Over the past decade, the institution has achieved dramatic, measurable gains in student retention rates, graduation rates, career outcomes and social mobility:

  • First-year retention has increased 25%; second-year is up 33%; and third-year is up 27%
  • Four-year graduation rates are up 94%, while six-year graduation rates are up 71%
  • The number of degrees awarded annually is up 30%
  • Average loan debt has been reduced by $6,700; on average, UT San Antonio students graduate with $5,000 less in student loan debt than the national average, and 39% graduate with no education-related debt.
  • Average time to degree has been reduced by one full year from 5.2 to 4.2 years

A UT San Antonio degree offers a powerful return on investment. A Steppingblocks analysis of 128,955 alumni found the average five-year salary is $70,668 — nearly $13,000 above the city average. Earnings data from the UT System show graduates earn a median income of $45,161 one year after graduating and $74,046 after ten years, with nearly 80% employed.
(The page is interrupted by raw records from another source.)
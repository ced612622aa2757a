//! Error types for dispatch-sweep
//!
//! This module defines the error types used throughout the library.

use std::path::PathBuf;

use thiserror::Error;

/// Result type alias for dispatch-sweep operations
pub type Result<T> = std::result::Result<T, Error>;

/// Errors that can occur while generating programs or sweeping tools
#[derive(Error, Debug)]
pub enum Error {
    /// Invalid sweep or generation parameters
    #[error("configuration error: {0}")]
    Configuration(String),

    /// Program synthesis produced a structurally invalid program
    #[error("generation error: {0}")]
    Generation(String),

    /// External tool could not be launched or waited on
    #[error("failed to launch {tool}: {message}")]
    Launch {
        /// Tool identifier
        tool: String,
        /// Underlying cause
        message: String,
    },

    /// External tool exceeded the configured timeout
    #[error("{tool} timed out on {test} after {secs}s")]
    Timeout {
        /// Tool identifier
        tool: String,
        /// Test identifier of the grid cell
        test: String,
        /// Timeout limit in seconds
        secs: u64,
    },

    /// Expected verification failure was not reported by the tool
    #[error("expected verification failure not found for {test} ({tool}: missing {marker:?}, see {})", .log.display())]
    MissingMarker {
        /// Tool identifier
        tool: String,
        /// Test identifier of the grid cell
        test: String,
        /// Marker that was searched for
        marker: String,
        /// Log file that was searched
        log: PathBuf,
    },

    /// Source revision lookup failed
    #[error("revision lookup failed: {0}")]
    Revision(String),

    /// I/O error
    #[error("io error: {0}")]
    Io(#[from] std::io::Error),

    /// Results table error
    #[error("csv error: {0}")]
    Csv(#[from] csv::Error),

    /// Tool configuration (de)serialization error
    #[error("serialization error: {0}")]
    Serialization(String),
}

impl From<serde_json::Error> for Error {
    fn from(e: serde_json::Error) -> Self {
        Self::Serialization(e.to_string())
    }
}
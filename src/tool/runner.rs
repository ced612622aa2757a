//! Launching tools and capturing their output
//!
//! Each invocation runs as a child process with stdout and stderr both
//! redirected into the invocation's log file. The caller blocks until the
//! child exits, or until an optional timeout kills it.

use std::fs::File;
use std::process::{Child, Command, ExitStatus, Stdio};
use std::time::{Duration, Instant};

use crate::{Error, Result};

use super::ToolInvocation;

/// Outcome of one completed tool run
#[derive(Debug, Clone, Copy, PartialEq, Eq)]
pub struct RunOutcome {
    /// Wall-clock time from just before launch until exit
    pub elapsed: Duration,
    /// Exit code, if the process exited normally
    pub exit_code: Option<i32>,
}

/// Runs a prepared invocation to completion
pub trait ToolRunner {
    /// Run the invocation, writing its combined output to `invocation.log`
    ///
    /// # Errors
    ///
    /// Returns an error if the log cannot be created, the process cannot be
    /// launched, or it exceeds the runner's timeout.
    fn run(&self, invocation: &ToolInvocation) -> Result<RunOutcome>;
}

/// Subprocess runner
#[derive(Debug, Clone)]
pub struct ProcessRunner {
    timeout: Option<Duration>,
    poll_interval: Duration,
}

impl Default for ProcessRunner {
    fn default() -> Self {
        Self::new()
    }
}

impl ProcessRunner {
    /// Runner that waits for tools indefinitely
    #[must_use]
    pub fn new() -> Self {
        Self {
            timeout: None,
            poll_interval: Duration::from_millis(50),
        }
    }

    /// Kill tools that run longer than `timeout`
    #[must_use]
    pub fn with_timeout(mut self, timeout: Option<Duration>) -> Self {
        self.timeout = timeout;
        self
    }

    /// Configured timeout
    #[must_use]
    pub fn timeout(&self) -> Option<Duration> {
        self.timeout
    }

    /// Poll until the child exits or `limit` passes; `None` on timeout
    fn wait_with_timeout(&self, child: &mut Child, limit: Duration) -> std::io::Result<Option<ExitStatus>> {
        let deadline = Instant::now() + limit;
        loop {
            if let Some(status) = child.try_wait()? {
                return Ok(Some(status));
            }
            let now = Instant::now();
            if now >= deadline {
                return Ok(None);
            }
            std::thread::sleep(self.poll_interval.min(deadline - now));
        }
    }
}

impl ToolRunner for ProcessRunner {
    fn run(&self, invocation: &ToolInvocation) -> Result<RunOutcome> {
        let launch_error = |e: std::io::Error| Error::Launch {
            tool: invocation.tool.clone(),
            message: format!("{}: {e}", invocation.program),
        };

        let stdout = File::create(&invocation.log)?;
        let stderr = stdout.try_clone()?;

        let start = Instant::now();
        let mut child = Command::new(&invocation.program)
            .args(&invocation.args)
            .stdin(Stdio::null())
            .stdout(Stdio::from(stdout))
            .stderr(Stdio::from(stderr))
            .spawn()
            .map_err(launch_error)?;

        let status = match self.timeout {
            None => child.wait().map_err(launch_error)?,
            Some(limit) => match self.wait_with_timeout(&mut child, limit).map_err(launch_error)? {
                Some(status) => status,
                None => {
                    // Reap so no zombie outlives the sweep
                    let _ = child.kill();
                    let _ = child.wait();
                    return Err(Error::Timeout {
                        tool: invocation.tool.clone(),
                        test: invocation.test.clone(),
                        secs: limit.as_secs(),
                    });
                }
            },
        };

        Ok(RunOutcome {
            elapsed: start.elapsed(),
            exit_code: status.code(),
        })
    }
}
These results, Wyatt notes, are rooted in the Hub-and-Spoke Student Success Framework, a coordinated support system connecting centralized academic resources with college-based student success centers. This collaborative framework unites advising, tutoring, mentoring, and career readiness around the shared goals of career-engaged learning, academic support, belonging and well-being, digital fluency, and professional development. Regular collaboration across units ensures consistent, data-informed support that empowers every student to thrive.
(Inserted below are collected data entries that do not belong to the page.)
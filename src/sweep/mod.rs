//! Sweep orchestration
//!
//! For every grid cell: synthesize the program, write it to the results
//! directory, then run each configured tool in order, timing it and
//! checking its log for the tool's failure marker before appending a row
//! to the results table.
//!
//! Everything runs on the calling thread; one external process at a time.
//! A missing marker aborts the sweep. Rows written before the abort stay
//! in `results.csv`.

mod grid;

pub use grid::{ParamRange, SweepGrid};

use std::path::{Path, PathBuf};
use std::time::Duration;

use indicatif::{ProgressBar, ProgressStyle};
use tracing::{debug, error, info};

use crate::generator::{
    DispatchStyle, GenerationParameters, Renderer, RustRenderer, Synthesizer, TriggerRule,
};
use crate::results::{ResultRow, ResultsDirectory, ResultsTable, ToolInvocationResult};
use crate::tool::{ProcessRunner, ToolRegistry, ToolRunner, ToolSpec};
use crate::{Error, Result};

/// Configuration for a sweep
#[derive(Debug, Clone, Default)]
pub struct SweepConfig {
    /// Parameter grid
    pub grid: SweepGrid,
    /// Trigger rule for generated programs
    pub rule: TriggerRule,
    /// Dispatch style for generated programs
    pub dispatch: DispatchStyle,
    /// Per-invocation timeout; `None` waits indefinitely
    pub timeout: Option<Duration>,
    /// Write programs without launching tools
    pub generate_only: bool,
    /// Show progress bar
    pub show_progress: bool,
}

impl SweepConfig {
    /// Configuration for the given grid with defaults elsewhere
    #[must_use]
    pub fn new(grid: SweepGrid) -> Self {
        Self {
            grid,
            ..Self::default()
        }
    }

    /// Set the dispatch style
    #[must_use]
    pub fn dispatch(mut self, style: DispatchStyle) -> Self {
        self.dispatch = style;
        self
    }

    /// Set the trigger rule
    #[must_use]
    pub fn rule(mut self, rule: TriggerRule) -> Self {
        self.rule = rule;
        self
    }

    /// Set the per-invocation timeout
    #[must_use]
    pub fn timeout(mut self, timeout: Option<Duration>) -> Self {
        self.timeout = timeout;
        self
    }

    /// Only generate programs
    #[must_use]
    pub fn generate_only(mut self, generate_only: bool) -> Self {
        self.generate_only = generate_only;
        self
    }

    /// Enable or disable the progress bar
    #[must_use]
    pub fn show_progress(mut self, show: bool) -> Self {
        self.show_progress = show;
        self
    }
}

/// Totals of a completed sweep
#[derive(Debug, Clone, Default, PartialEq)]
pub struct SweepSummary {
    /// Grid cells processed
    pub cells: usize,
    /// Tool invocations recorded in the results table
    pub invocations: usize,
    /// Sum of measured tool time
    pub tool_time: Duration,
    /// Results table path
    pub results: PathBuf,
}

/// Grid sweep over a set of tools
#[derive(Debug)]
pub struct Sweep<R> {
    config: SweepConfig,
    tools: ToolRegistry,
    runner: R,
    synthesizer: Synthesizer,
}

impl Sweep<ProcessRunner> {
    /// Sweep launching real subprocesses, honouring `config.timeout`
    #[must_use]
    pub fn with_process_runner(config: SweepConfig, tools: ToolRegistry) -> Self {
        let runner = ProcessRunner::new().with_timeout(config.timeout);
        Self::new(config, tools, runner)
    }
}

impl<R: ToolRunner> Sweep<R> {
    /// Sweep with an explicit runner
    #[must_use]
    pub fn new(config: SweepConfig, tools: ToolRegistry, runner: R) -> Self {
        let synthesizer = Synthesizer::new()
            .with_rule(config.rule)
            .with_style(config.dispatch);
        Self {
            config,
            tools,
            runner,
            synthesizer,
        }
    }

    /// Sweep configuration
    #[must_use]
    pub fn config(&self) -> &SweepConfig {
        &self.config
    }

    /// Tools run per cell, in order
    #[must_use]
    pub fn tools(&self) -> &ToolRegistry {
        &self.tools
    }

    /// Run the whole grid, writing artifacts into `dir`
    ///
    /// # Errors
    ///
    /// Stops at the first error: a generation failure, an I/O error, a tool
    /// that cannot be launched or times out, or a log without its marker.
    pub fn run(&self, dir: &ResultsDirectory) -> Result<SweepSummary> {
        if self.tools.is_empty() && !self.config.generate_only {
            return Err(Error::Configuration("no tools configured".into()));
        }

        let table = ResultsTable::create(dir.results_path())?;
        let mut summary = SweepSummary {
            results: table.path().to_path_buf(),
            ..SweepSummary::default()
        };

        let progress = self.progress_bar();

        for params in self.config.grid.cells() {
            let program_file = self.write_program(dir, params)?;
            summary.cells += 1;

            if self.config.generate_only {
                for spec in self.tools.tools() {
                    spec.prepare(dir.path(), &program_file, params)?;
                }
                if let Some(pb) = &progress {
                    pb.inc(1);
                }
                continue;
            }

            for spec in self.tools.tools() {
                if let Some(pb) = &progress {
                    pb.set_message(format!("{} {}", spec.name, params.test_id()));
                }
                let result = self.invoke(dir, spec, &program_file, params)?;
                table.append(&ResultRow::from(&result))?;
                summary.invocations += 1;
                summary.tool_time += Duration::from_secs_f64(result.elapsed_seconds);
                if let Some(pb) = &progress {
                    pb.inc(1);
                }
            }
        }

        if let Some(pb) = &progress {
            pb.finish_with_message("Sweep complete");
        }

        Ok(summary)
    }

    /// Synthesize the cell's program and write it under `dir`
    ///
    /// # Errors
    ///
    /// Returns an error if synthesis fails or the file cannot be written.
    pub fn write_program(
        &self,
        dir: &ResultsDirectory,
        params: GenerationParameters,
    ) -> Result<PathBuf> {
        let program = self.synthesizer.synthesize(params)?;
        let extension = RustRenderer::new(self.synthesizer.style()).extension();
        let path = dir.program_path(params, extension);
        std::fs::write(&path, &program.text)?;
        debug!(test = %params.test_id(), path = %path.display(), "wrote program");
        Ok(path)
    }

    /// Run one tool on one cell and check its log for the failure marker
    ///
    /// # Errors
    ///
    /// Returns [`Error::MissingMarker`] if the log does not contain the
    /// tool's marker, or any error from preparing or running the tool.
    pub fn invoke(
        &self,
        dir: &ResultsDirectory,
        spec: &ToolSpec,
        program_file: &Path,
        params: GenerationParameters,
    ) -> Result<ToolInvocationResult> {
        let invocation = spec.prepare(dir.path(), program_file, params)?;
        debug!(command = %invocation.command_line(), "launching");

        let outcome = self.runner.run(&invocation)?;
        info!(
            "{} for {} ran in {:.1} seconds",
            spec.name,
            invocation.test,
            outcome.elapsed.as_secs_f64()
        );

        let raw_output = String::from_utf8_lossy(&std::fs::read(&invocation.log)?).into_owned();
        if !spec.found_failure(&raw_output) {
            error!(
                tool = %spec.name,
                test = %invocation.test,
                exit_code = ?outcome.exit_code,
                "expected verification failure not found; log follows\n{raw_output}"
            );
            return Err(Error::MissingMarker {
                tool: spec.name.clone(),
                test: invocation.test,
                marker: spec.marker.clone(),
                log: invocation.log,
            });
        }

        Ok(ToolInvocationResult::new(
            spec.name.clone(),
            params,
            outcome.elapsed,
            raw_output,
        ))
    }

    fn progress_bar(&self) -> Option<ProgressBar> {
        if !self.config.show_progress {
            return None;
        }
        let per_cell = if self.config.generate_only {
            1
        } else {
            self.tools.len()
        };
        let pb = ProgressBar::new((self.config.grid.len() * per_cell) as u64);
        // Template is hardcoded and known to be valid
        if let Ok(style) = ProgressStyle::default_bar()
            .template("{spinner:.green} [{elapsed_precise}] [{bar:40.cyan/blue}] {pos}/{len} {msg}")
        {
            pb.set_style(style.progress_chars("#>-"));
        }
        Some(pb)
    }
}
A few of these institution-wide collaborative efforts include:

  • Roadrunner Success Hub: Formerly the Graduation Help Desk, this effort launched in 2017 to help students overcome barriers to timely graduation. To date, it has supported over 6,000 students, saving $4.9 million in tuition and fees, and led to 340+ policy and process improvements across the university.
  • Classroom to Career Initiative: Launched in 2018 as a university-wide initiative, it connects academic programs to San Antonio’s key industries and embeds hands-on experiences into coursework. Since 2022, there has been an 85% increase in courses offering experiential learning. The Najim Center for Innovation and Career Advancement — the university’s student-led experiential learning hub — has engaged more than 1,000 students in the past five years, 94% of whom have either continued at the university or graduated.
  • Course Transformation: The division of Academic Innovation collaborates with faculty across divisions to improve student learning in high-enrollment courses. Data-informed course redesigns have reduced drop, fail and withdrawal (DFW) rates by up to 12 percentage points, while the Student Experience Project has strengthened belonging and improved outcomes for more than 5,600 students, including a 7% DFW reduction in STEM courses.

“This recognition is the result of the incredible work and dedication of our entire Roadrunner community — faculty, staff and partners — who give their all to support our students every day,” said Heather Shipley, provost and senior executive vice president for academic affairs. “By aligning academic excellence, experiential learning and career readiness, we’re creating an environment where students can excel academically, gain real-world experience and graduate ready to achieve meaningful career success and make a lasting difference in their communities.”

APLU is a research, policy and advocacy organization representing more than 250 public research universities, land-grant institutions, state university systems and affiliated organizations across the U.S., Canada and Mexico.

The University of Texas at San Antonio has earned two APLU awards in the past two years, including the International Impact Award (2023) and the Innovation & Economic Prosperity (IEP) Place Award (2024) — and holds the IEP University designation (2023). Earlier this year, the university was one of only six universities nationwide to receive an APLU grant to pilot new peer mentorship models that improve student success.